--- What is needed ---
Take the entries that follow and write each one out exactly.

(Stored items)
■ ■ ■ ■ ■
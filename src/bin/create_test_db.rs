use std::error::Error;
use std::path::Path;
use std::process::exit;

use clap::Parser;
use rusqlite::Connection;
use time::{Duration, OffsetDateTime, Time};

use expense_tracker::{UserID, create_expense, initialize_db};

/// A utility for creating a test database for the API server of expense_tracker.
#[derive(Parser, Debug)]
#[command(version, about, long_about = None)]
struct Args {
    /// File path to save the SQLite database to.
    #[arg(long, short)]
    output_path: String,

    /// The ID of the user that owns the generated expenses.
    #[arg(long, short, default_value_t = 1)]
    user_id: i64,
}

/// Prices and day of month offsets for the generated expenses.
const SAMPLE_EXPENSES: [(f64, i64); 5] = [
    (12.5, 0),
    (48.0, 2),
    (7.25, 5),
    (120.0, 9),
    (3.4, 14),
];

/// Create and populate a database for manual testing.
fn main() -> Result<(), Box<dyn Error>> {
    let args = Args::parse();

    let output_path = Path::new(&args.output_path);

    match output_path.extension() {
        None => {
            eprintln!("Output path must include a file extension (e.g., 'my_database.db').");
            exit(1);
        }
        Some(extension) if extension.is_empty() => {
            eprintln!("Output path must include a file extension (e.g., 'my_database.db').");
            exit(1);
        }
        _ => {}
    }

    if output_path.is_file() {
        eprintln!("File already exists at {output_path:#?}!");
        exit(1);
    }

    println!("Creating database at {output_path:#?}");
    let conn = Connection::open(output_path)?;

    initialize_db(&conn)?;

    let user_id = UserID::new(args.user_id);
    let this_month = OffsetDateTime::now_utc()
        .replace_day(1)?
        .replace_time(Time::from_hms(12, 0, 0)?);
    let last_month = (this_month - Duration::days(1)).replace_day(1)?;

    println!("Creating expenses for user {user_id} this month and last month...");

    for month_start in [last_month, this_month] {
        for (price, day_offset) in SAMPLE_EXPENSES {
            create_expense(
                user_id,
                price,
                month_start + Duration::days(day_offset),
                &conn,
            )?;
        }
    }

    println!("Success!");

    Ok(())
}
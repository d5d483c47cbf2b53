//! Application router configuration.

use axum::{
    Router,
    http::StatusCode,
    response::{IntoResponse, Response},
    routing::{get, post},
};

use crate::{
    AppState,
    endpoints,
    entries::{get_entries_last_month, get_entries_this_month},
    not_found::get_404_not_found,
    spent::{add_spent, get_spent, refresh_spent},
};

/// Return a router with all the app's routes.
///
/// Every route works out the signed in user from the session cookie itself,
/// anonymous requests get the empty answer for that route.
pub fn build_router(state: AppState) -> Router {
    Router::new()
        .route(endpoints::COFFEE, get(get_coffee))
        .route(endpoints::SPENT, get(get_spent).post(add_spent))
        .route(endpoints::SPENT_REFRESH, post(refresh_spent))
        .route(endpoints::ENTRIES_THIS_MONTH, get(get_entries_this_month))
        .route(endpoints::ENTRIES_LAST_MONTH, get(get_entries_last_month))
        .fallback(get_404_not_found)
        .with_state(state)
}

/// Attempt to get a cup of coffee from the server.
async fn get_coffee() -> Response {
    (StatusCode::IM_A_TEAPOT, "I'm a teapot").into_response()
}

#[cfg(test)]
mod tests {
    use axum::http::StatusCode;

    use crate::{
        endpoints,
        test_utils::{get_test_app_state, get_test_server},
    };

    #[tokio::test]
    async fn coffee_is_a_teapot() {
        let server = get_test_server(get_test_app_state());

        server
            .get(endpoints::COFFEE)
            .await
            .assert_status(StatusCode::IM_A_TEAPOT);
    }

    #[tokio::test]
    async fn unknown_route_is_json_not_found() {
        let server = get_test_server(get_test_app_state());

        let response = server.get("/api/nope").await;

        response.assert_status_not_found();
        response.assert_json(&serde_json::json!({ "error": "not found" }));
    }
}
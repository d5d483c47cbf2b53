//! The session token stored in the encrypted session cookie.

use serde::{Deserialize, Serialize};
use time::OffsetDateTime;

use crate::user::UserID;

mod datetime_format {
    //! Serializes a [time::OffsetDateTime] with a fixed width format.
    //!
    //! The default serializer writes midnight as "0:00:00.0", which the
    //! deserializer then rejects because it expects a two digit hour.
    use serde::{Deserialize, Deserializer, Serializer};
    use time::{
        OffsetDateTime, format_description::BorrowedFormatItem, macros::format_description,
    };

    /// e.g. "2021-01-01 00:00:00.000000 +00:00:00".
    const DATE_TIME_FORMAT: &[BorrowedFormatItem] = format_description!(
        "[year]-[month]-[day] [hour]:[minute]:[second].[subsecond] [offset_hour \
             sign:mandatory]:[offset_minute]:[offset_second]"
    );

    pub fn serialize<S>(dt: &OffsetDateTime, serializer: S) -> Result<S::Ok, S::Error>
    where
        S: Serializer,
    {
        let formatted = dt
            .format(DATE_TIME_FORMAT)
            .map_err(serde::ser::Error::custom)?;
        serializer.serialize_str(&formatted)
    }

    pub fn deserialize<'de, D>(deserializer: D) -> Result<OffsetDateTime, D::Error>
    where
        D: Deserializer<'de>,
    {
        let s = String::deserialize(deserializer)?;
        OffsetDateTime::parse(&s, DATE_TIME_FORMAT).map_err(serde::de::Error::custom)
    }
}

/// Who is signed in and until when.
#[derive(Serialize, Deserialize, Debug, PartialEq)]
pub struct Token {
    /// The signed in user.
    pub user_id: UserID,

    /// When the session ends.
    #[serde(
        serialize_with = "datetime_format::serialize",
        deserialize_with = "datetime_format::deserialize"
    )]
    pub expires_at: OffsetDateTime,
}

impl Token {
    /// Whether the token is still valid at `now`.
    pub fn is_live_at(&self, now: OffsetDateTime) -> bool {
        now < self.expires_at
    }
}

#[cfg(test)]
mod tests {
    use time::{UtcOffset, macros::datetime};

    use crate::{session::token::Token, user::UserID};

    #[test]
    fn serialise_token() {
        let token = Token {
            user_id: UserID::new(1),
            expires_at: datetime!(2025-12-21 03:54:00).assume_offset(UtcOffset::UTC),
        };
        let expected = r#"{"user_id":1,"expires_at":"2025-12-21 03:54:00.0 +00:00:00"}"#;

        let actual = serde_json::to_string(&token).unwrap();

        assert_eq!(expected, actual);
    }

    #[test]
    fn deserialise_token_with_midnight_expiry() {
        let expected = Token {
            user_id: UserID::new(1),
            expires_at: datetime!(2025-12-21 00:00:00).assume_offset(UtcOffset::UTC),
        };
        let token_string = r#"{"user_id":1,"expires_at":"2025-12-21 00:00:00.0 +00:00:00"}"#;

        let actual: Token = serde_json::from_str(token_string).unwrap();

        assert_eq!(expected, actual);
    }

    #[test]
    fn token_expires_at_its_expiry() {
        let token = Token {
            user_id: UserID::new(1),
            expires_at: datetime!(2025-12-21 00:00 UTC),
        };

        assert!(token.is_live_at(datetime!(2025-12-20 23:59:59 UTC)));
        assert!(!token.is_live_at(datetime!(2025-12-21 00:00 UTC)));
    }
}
■ ■ ■ ■ ■
--- Solved exercise ---
filename src/bin/create_test_db.rs
use std::error::Error;
use std::path::Path;
use std::process::exit;

use clap::Parser;
use rusqlite::Connection;
use time::{Duration, OffsetDateTime, Time};

use expense_tracker::{UserID, create_expense, initialize_db};

/// A utility for creating a test database for the API server of expense_tracker.
#[derive(Parser, Debug)]
#[command(version, about, long_about = None)]
struct Args {
    /// File path to save the SQLite database to.
    #[arg(long, short)]
    output_path: String,

    /// The ID of the user that owns the generated expenses.
    #[arg(long, short, default_value_t = 1)]
    user_id: i64,
}

/// Prices and day of month offsets for the generated expenses.
const SAMPLE_EXPENSES: [(f64, i64); 5] = [
    (12.5, 0),
    (48.0, 2),
    (7.25, 5),
    (120.0, 9),
    (3.4, 14),
];

/// Create and populate a database for manual testing.
fn main() -> Result<(), Box<dyn Error>> {
    let args = Args::parse();

    let output_path = Path::new(&args.output_path);

    match output_path.extension() {
        None => {
            eprintln!("Output path must include a file extension (e.g., 'my_database.db').");
            exit(1);
        }
        Some(extension) if extension.is_empty() => {
            eprintln!("Output path must include a file extension (e.g., 'my_database.db').");
            exit(1);
        }
        _ => {}
    }

    if output_path.is_file() {
        eprintln!("File already exists at {output_path:#?}!");
        exit(1);
    }

    println!("Creating database at {output_path:#?}");
    let conn = Connection::open(output_path)?;

    initialize_db(&conn)?;

    let user_id = UserID::new(args.user_id);
    let this_month = OffsetDateTime::now_utc()
        .replace_day(1)?
        .replace_time(Time::from_hms(12, 0, 0)?);
    let last_month = (this_month - Duration::days(1)).replace_day(1)?;

    println!("Creating expenses for user {user_id} this month and last month...");

    for month_start in [last_month, this_month] {
        for (price, day_offset) in SAMPLE_EXPENSES {
            create_expense(
                user_id,
                price,
                month_start + Duration::days(day_offset),
                &conn,
            )?;
        }
    }

    println!("Success!");

    Ok(())
}
repository d5d483c47cbf2b53
//! Application router configuration.

use axum::{
    Router,
    http::StatusCode,
    response::{IntoResponse, Response},
    routing::{get, post},
};

use crate::{
    AppState,
    endpoints,
    entries::{get_entries_last_month, get_entries_this_month},
    not_found::get_404_not_found,
    spent::{add_spent, get_spent, refresh_spent},
};

/// Return a router with all the app's routes.
///
/// Every route works out the signed in user from the session cookie itself,
/// anonymous requests get the empty answer for that route.
pub fn build_router(state: AppState) -> Router {
    Router::new()
        .route(endpoints::COFFEE, get(get_coffee))
        .route(endpoints::SPENT, get(get_spent).post(add_spent))
        .route(endpoints::SPENT_REFRESH, post(refresh_spent))
        .route(endpoints::ENTRIES_THIS_MONTH, get(get_entries_this_month))
        .route(endpoints::ENTRIES_LAST_MONTH, get(get_entries_last_month))
        .fallback(get_404_not_found)
        .with_state(state)
}

/// Attempt to get a cup of coffee from the server.
async fn get_coffee() -> Response {
    (StatusCode::IM_A_TEAPOT, "I'm a teapot").into_response()
}

#[cfg(test)]
mod tests {
    use axum::http::StatusCode;

    use crate::{
        endpoints,
        test_utils::{get_test_app_state, get_test_server},
    };

    #[tokio::test]
    async fn coffee_is_a_teapot() {
        let server = get_test_server(get_test_app_state());

        server
            .get(endpoints::COFFEE)
            .await
            .assert_status(StatusCode::IM_A_TEAPOT);
    }

    #[tokio::test]
    async fn unknown_route_is_json_not_found() {
        let server = get_test_server(get_test_app_state());

        let response = server.get("/api/nope").await;

        response.assert_status_not_found();
        response.assert_json(&serde_json::json!({ "error": "not found" }));
    }
}
repository d5d483c47cbf2b53
//! The session token stored in the encrypted session cookie.

use serde::{Deserialize, Serialize};
use time::OffsetDateTime;

use crate::user::UserID;

mod datetime_format {
    //! Serializes a [time::OffsetDateTime] with a fixed width format.
    //!
    //! The default serializer writes midnight as "0:00:00.0", which the
    //! deserializer then rejects because it expects a two digit hour.
    use serde::{Deserialize, Deserializer, Serializer};
    use time::{
        OffsetDateTime, format_description::BorrowedFormatItem, macros::format_description,
    };

    /// e.g. "2021-01-01 00:00:00.000000 +00:00:00".
    const DATE_TIME_FORMAT: &[BorrowedFormatItem] = format_description!(
        "[year]-[month]-[day] [hour]:[minute]:[second].[subsecond] [offset_hour \
             sign:mandatory]:[offset_minute]:[offset_second]"
    );

    pub fn serialize<S>(dt: &OffsetDateTime, serializer: S) -> Result<S::Ok, S::Error>
    where
        S: Serializer,
    {
        let formatted = dt
            .format(DATE_TIME_FORMAT)
            .map_err(serde::ser::Error::custom)?;
        serializer.serialize_str(&formatted)
    }

    pub fn deserialize<'de, D>(deserializer: D) -> Result<OffsetDateTime, D::Error>
    where
        D: Deserializer<'de>,
    {
        let s = String::deserialize(deserializer)?;
        OffsetDateTime::parse(&s, DATE_TIME_FORMAT).map_err(serde::de::Error::custom)
    }
}

/// Who is signed in and until when.
#[derive(Serialize, Deserialize, Debug, PartialEq)]
pub struct Token {
    /// The signed in user.
    pub user_id: UserID,

    /// When the session ends.
    #[serde(
        serialize_with = "datetime_format::serialize",
        deserialize_with = "datetime_format::deserialize"
    )]
    pub expires_at: OffsetDateTime,
}

impl Token {
    /// Whether the token is still valid at `now`.
    pub fn is_live_at(&self, now: OffsetDateTime) -> bool {
        now < self.expires_at
    }
}

#[cfg(test)]
mod tests {
    use time::{UtcOffset, macros::datetime};

    use crate::{session::token::Token, user::UserID};

    #[test]
    fn serialise_token() {
        let token = Token {
            user_id: UserID::new(1),
            expires_at: datetime!(2025-12-21 03:54:00).assume_offset(UtcOffset::UTC),
        };
        let expected = r#"{"user_id":1,"expires_at":"2025-12-21 03:54:00.0 +00:00:00"}"#;

        let actual = serde_json::to_string(&token).unwrap();

        assert_eq!(expected, actual);
    }

    #[test]
    fn deserialise_token_with_midnight_expiry() {
        let expected = Token {
            user_id: UserID::new(1),
            expires_at: datetime!(2025-12-21 00:00:00).assume_offset(UtcOffset::UTC),
        };
        let token_string = r#"{"user_id":1,"expires_at":"2025-12-21 00:00:00.0 +00:00:00"}"#;

        let actual: Token = serde_json::from_str(token_string).unwrap();

        assert_eq!(expected, actual);
    }

    #[test]
    fn token_expires_at_its_expiry() {
        let token = Token {
            user_id: UserID::new(1),
            expires_at: datetime!(2025-12-21 00:00 UTC),
        };

        assert!(token.is_live_at(datetime!(2025-12-20 23:59:59 UTC)));
        assert!(!token.is_live_at(datetime!(2025-12-21 00:00 UTC)));
    }
}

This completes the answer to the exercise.